The increase in population covered by smoke-free ordinances in all five settings and those covered by three or more settings is presented in Figure 1. No municipality had smoke-free coverage in all five study settings in January 2000. By 2007, cities with residents covered by smoke-free ordinance provisions in all five settings escalated to 27% of the Texas municipal population; 40% of that population was covered in three or more settings. Change was rapid. For example, between 2005 and 2007, population coverage increased by almost 2.5 times for cities with smoke-free ordinance provisions in all five settings (a 238% change). Passage of the Houston smoke-free ordinance in 2006, covering almost 2,000,000 residents, notably influenced this gain. Since 2006, a total of 38 new or amended ordinances have passed in nine of the 11 public health regions. Fourteen (37%) of those laws provide for smoke-free regulations in all settings, and 21 (55%) in three or more settings.

Figure 1.
Percentage of the Texas municipal population protected by smoke-free ordinances by number of settings
Figure 2 describes the changes in resident coverage in each study setting. In 2000, 20% of the state municipal population was protected by ordinance provisions in municipal worksites. By 2007, coverage in municipal worksites expanded to 58% of Texas municipal residents (a 190% increase). In the remaining four study settings, smoke-free laws existed only in two small municipalities with populations <5000 prior to 2000. By 2007, the percentage of Texas municipal population coverage had increased to 45% in restaurants, 41% in bars in restaurants, 40% in private worksites, and 27% in bars not in restaurants. Although the least frequently covered setting was bars not in restaurants, the positive trajectory of change was similar.

Figure 2.
Percentage of the Texas municipal population protected by smoke-free ordinances in each study setting
Annual changes in coverage of minority and nonminority residents in each of the five study settings are presented in Table 1. In 2000, residents of cities with a predominantly minority population (>50%) were more frequently covered in each setting except for bars not in restaurants. By 2007, 19% of the Texas municipal population living in predominantly minority cities was covered by smoke-free laws in all five settings, compared to 7% from predominantly nonminority cities. Similarly, 31% of the population living in predominantly minority cities was covered by smoke-free laws in three or more settings, compared to only 10% from predominantly nonminority cities.

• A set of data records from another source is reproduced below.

impl<K: Kinematics> ControlLoop<K> {
    pub fn new(
        channel: SharedMemoryChannel,
        kinematics: K,
        exchange: Arc<CommandExchange>,
        config: &DriveUnitConfig,
    ) -> Self {
        let period = config.cycle.period();
        Self {
            channel,
            core: LoopCore {
                drives: [DriveSupervisorState::new(); DRIVE_COUNT],
                policy: config.drive,
                kinematics,
                limits: config.limiter,
                dispatched: VelocityCommand::ZERO,
                exchange,
                operational: false,
                dt: period.as_secs_f64(),
                stats: CycleStats::new(),
            },
            period,
            pacing: config.cycle.pacing,
        }
    }

    pub fn stats(&self) -> &CycleStats {
        &self.core.stats
    }

    pub fn drives(&self) -> &[DriveSupervisorState; DRIVE_COUNT] {
        &self.core.drives
    }

    /// Run one cycle body without pacing or statistics.
    ///
    /// # Errors
    /// OS-level semaphore failures and write size mismatches. Contention is
    /// not an error.
    pub fn step(&mut self, timestamp: f64) -> Result<CycleOutcome, CycleError> {
        let Some(mut guard) = self.channel.try_lock()? else {
            self.core.stats.lock_misses += 1;
            trace!("semaphore busy, cycle skipped");
            return Ok(CycleOutcome::LockBusy);
        };

        let Some(mut records) = guard.read() else {
            guard.unlock()?;
            self.core.stats.invalid_segments += 1;
            debug!("segment unreadable, cycle skipped");
            return Ok(CycleOutcome::InvalidSegment);
        };

        let report = self.core.process(&mut records, timestamp);
        guard.write(&records)?;
        guard.unlock()?;

        report.log();
        Ok(CycleOutcome::Completed {
            operational: report.operational,
        })
    }

    /// Cycle until `shutdown` is set. The flag is polled at the top of every cycle.
    pub fn run(&mut self, shutdown: &AtomicBool) -> Result<(), CycleError> {
        info!(
            period_us = self.period.as_micros() as u64,
            pacing = ?self.pacing,
            "Entering control loop"
        );
        let result = match self.pacing {
            PacingMode::FixedSleep => self.run_fixed_sleep(shutdown),
            PacingMode::AbsoluteDeadline => self.run_absolute_deadline(shutdown),
        };
        info!("Control loop stopped");
        result
    }

    fn run_fixed_sleep(&mut self, shutdown: &AtomicBool) -> Result<(), CycleError> {
        let period_ns = duration_ns(self.period);
        while !shutdown.load(Ordering::Acquire) {
            let cycle_start = Instant::now();
            self.step(wall_clock_seconds())?;
            let elapsed = duration_ns(cycle_start.elapsed());
            self.finish_cycle(elapsed, 0, period_ns);

            std::thread::sleep(self.period);
        }
        Ok(())
    }

    fn run_absolute_deadline(&mut self, shutdown: &AtomicBool) -> Result<(), CycleError> {
        use nix::time::{ClockId, ClockNanosleepFlags, clock_gettime, clock_nanosleep};

        let clock = ClockId::CLOCK_MONOTONIC;
        let period_ns = duration_ns(self.period);
        let mut next_wake = clock_gettime(clock).map_err(CycleError::Clock)?;

        while !shutdown.load(Ordering::Acquire) {
            let cycle_start = clock_gettime(clock).map_err(CycleError::Clock)?;
            let latency_ns = timespec_diff_ns(&cycle_start, &next_wake).max(0);

            self.step(wall_clock_seconds())?;

            let cycle_end = clock_gettime(clock).map_err(CycleError::Clock)?;
            self.finish_cycle(
                timespec_diff_ns(&cycle_end, &cycle_start),
                latency_ns,
                period_ns,
            );

            next_wake = timespec_add_ns(next_wake, period_ns);
            if timespec_diff_ns(&cycle_end, &next_wake) > period_ns {
                self.core.stats.resyncs += 1;
                debug!("more than one period behind, deadline resynchronised");
                next_wake = cycle_end;
            }

            loop {
                match clock_nanosleep(clock, ClockNanosleepFlags::TIMER_ABSTIME, &next_wake) {
                    Ok(_) => break,
                    Err(nix::errno::Errno::EINTR) => continue,
                    Err(e) => return Err(CycleError::Clock(e)),
                }
            }
        }
        Ok(())
    }

    #[inline]
    fn finish_cycle(&mut self, duration_ns: i64, latency_ns: i64, period_ns: i64) {
        self.core.stats.record(duration_ns, latency_ns);
        if duration_ns > period_ns {
            self.core.stats.overruns += 1;
            debug!(duration_ns, period_ns, "cycle overrun");
        }
    }

    /// Send the CiA 402 shutdown command with zero targets to both drives.
    ///
    /// Waits at most a few periods for the semaphore; only used after the loop
    /// has stopped.
    pub fn disable_drives(&mut self) -> Result<(), CycleError> {
        let timeout = self.period * DISABLE_LOCK_PERIODS;
        let Some(mut guard) = self.channel.lock_timeout(timeout)? else {
            return Err(CycleError::LockTimeout { timeout });
        };
        let mut records = guard.read().ok_or(CycleError::InvalidSegment)?;
        for record in records.iter_mut() {
            record.control_word = ControlWord::SHUTDOWN.bits();
            record.target_velocity = 0;
        }
        guard.write(&records)?;
        guard.unlock()?;
        info!("Drives commanded to shutdown state");
        Ok(())
    }
}

// ─── Time Helpers ───────────────────────────────────────────────────

fn wall_clock_seconds() -> f64 {
    SystemTime::now()
        .duration_since(UNIX_EPOCH)
        .map(|d| d.as_secs_f64())
        .unwrap_or(0.0)
}

fn duration_ns(d: Duration) -> i64 {
    i64::try_from(d.as_nanos()).unwrap_or(i64::MAX)
}

fn timespec_add_ns(ts: TimeSpec, ns: i64) -> TimeSpec {
    let total = ts.tv_nsec() as i64 + ns;
    let secs = ts.tv_sec() as i64 + total.div_euclid(NANOS_PER_SEC);
    let nanos = total.rem_euclid(NANOS_PER_SEC);
    TimeSpec::new(secs as _, nanos as _)
}

/// `a - b` in nanoseconds.
fn timespec_diff_ns(a: &TimeSpec, b: &TimeSpec) -> i64 {
    (a.tv_sec() as i64 - b.tv_sec() as i64) * NANOS_PER_SEC
        + (a.tv_nsec() as i64 - b.tv_nsec() as i64)
}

Table 1. Percentage of municipal residents covered by smoke-free laws according to minority population statusa
| Municipal worksites | Private worksites | Restaurants | Bars in restaurants | Bars not in restaurants | ||||||
|---|---|---|---|---|---|---|---|---|---|---|
| Year | ≥50% minority | <50% minority | ≥50% minority | <50% minority | ≥50% minority | <50% minority | ≥50% minority | <50% minority | ≥50% minority | <50% minority |
| 2000 | 8 | 13 | 0 | 0.02 | 0 | 0.16 | 0 | 0 | 0 | 0 |
| 2001 | 8 | 13 | 0 | 0.30 | 0 | 0.44 | 0 | 0 | 0 | 0 |
| 2002 | 11 | 13 | 4 | 1 | 4 | 1 | 4 | 0 | 4 | 0 |
| 2003 | 26 | 13 | 11 | 5 | 11 | 1 | 11 | 0 | 4 | 0 |
| 2004 | 26 | 13 | 11 | 5 | 11 | 1 | 11 | 0 | 4 | 0 |
| 2005 | 26 | 13 | 11 | 5 | 14 | 5 | 11 | 5 | 4 | 4 |
| 2006 | 40 | 15 | 27 | 7 | 29 | 9 | 27 | 8 | 19 | 6 |
| 2007 | 41 | 17 | 30 | 10 | 33 | 12 | 31 | 11 | 19 | 8 |
aIncorporated municipal population total=15,738,989 |
Discussion
Change was rapid in the passage of smoke-free ordinances for Texas municipal residents between 2000 and 2007. During this period, those living in cities with smoke-free laws in all five settings moved from 0% to 27%. Percentage of population coverage in three or more settings moved from 0% in 2000 to 40% in 2007. The setting most frequently covered was municipal worksites. By 2007, over 50% of the Texas municipal population lived in cities that mandate smoke-free municipal worksites. Smoke-free ordinances in private worksites, restaurants, and bars in restaurants covered approximately two of every five Texans. Even in bars not in restaurants, the setting least likely to be protected, 25% of the Texas municipal population was protected by the end of 2007. Adopting cities were located across Texas and were of all sizes.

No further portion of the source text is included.